[Stored data entries]

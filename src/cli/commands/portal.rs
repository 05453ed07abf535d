use colored::*;

use crate::api::SourceKind;
use crate::cli::args::PortalArgs;
use crate::cli::OutputFormat;
use crate::error::{PolsigError, Result};
use crate::output;
use crate::portal::PortalTarget;
use crate::progress::{messages, SourceProgress};

/// Execute portal command
pub async fn execute(
    args: PortalArgs,
    format: OutputFormat,
    quiet: bool,
    verbose: bool,
) -> Result<()> {
    let (config, retriever) = super::setup()?;
    let name = SourceKind::Portal.display_name();

    if args.headlines {
        let progress = SourceProgress::new(name, quiet, verbose);
        let headlines = retriever.fetch_portal_headlines().await;
        progress.finish_with_message(&messages::fetched(name, headlines.len()));
        if format == OutputFormat::Json {
            println!("{}", serde_json::to_string_pretty(&headlines)?);
        } else {
            for headline in headlines {
                println!("- {}", headline);
            }
        }
        return Ok(());
    }

    let target = match (args.url, config.portal.article_url.clone()) {
        (Some(url), _) => PortalTarget::DirectUrl(url),
        (None, _) if !args.keywords.is_empty() => PortalTarget::Keywords(args.keywords),
        (None, Some(url)) => PortalTarget::DirectUrl(url),
        (None, None) => {
            return Err(PolsigError::InvalidInput(
                "Give keywords, --url, or set portal.article_url".to_string(),
            ))
        }
    };

    let credentials = config.portal_credentials();
    if credentials.is_none() {
        eprintln!(
            "{} portal credentials are not configured; nothing to fetch.",
            "Note:".yellow()
        );
        eprintln!("  polsig config set portal.user YOUR_ID");
        eprintln!("  polsig config set portal.password YOUR_PASSWORD");
    }

    let progress = SourceProgress::new(name, quiet, verbose);
    let outcome = retriever
        .fetch_portal_articles(credentials.as_ref(), &target)
        .await;
    progress.finish_with_message(&messages::fetched(name, outcome.records.len()));

    println!("{}", output::format_records(name, &outcome, format)?);
    Ok(())
}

Task statement
Write out again, exactly, the lines from the start of the entries up to and including the one with "if format == OutputFormat::Json". Nothing else belongs in the reply.

Written response
filename src/cli/commands/portal.rs
repository 05453ed07abf535d
use colored::*;

use crate::api::SourceKind;
use crate::cli::args::PortalArgs;
use crate::cli::OutputFormat;
use crate::error::{PolsigError, Result};
use crate::output;
use crate::portal::PortalTarget;
use crate::progress::{messages, SourceProgress};

/// Execute portal command
pub async fn execute(
    args: PortalArgs,
    format: OutputFormat,
    quiet: bool,
    verbose: bool,
) -> Result<()> {
    let (config, retriever) = super::setup()?;
    let name = SourceKind::Portal.display_name();

    if args.headlines {
        let progress = SourceProgress::new(name, quiet, verbose);
        let headlines = retriever.fetch_portal_headlines().await;
        progress.finish_with_message(&messages::fetched(name, headlines.len()));
        if format == OutputFormat::Json {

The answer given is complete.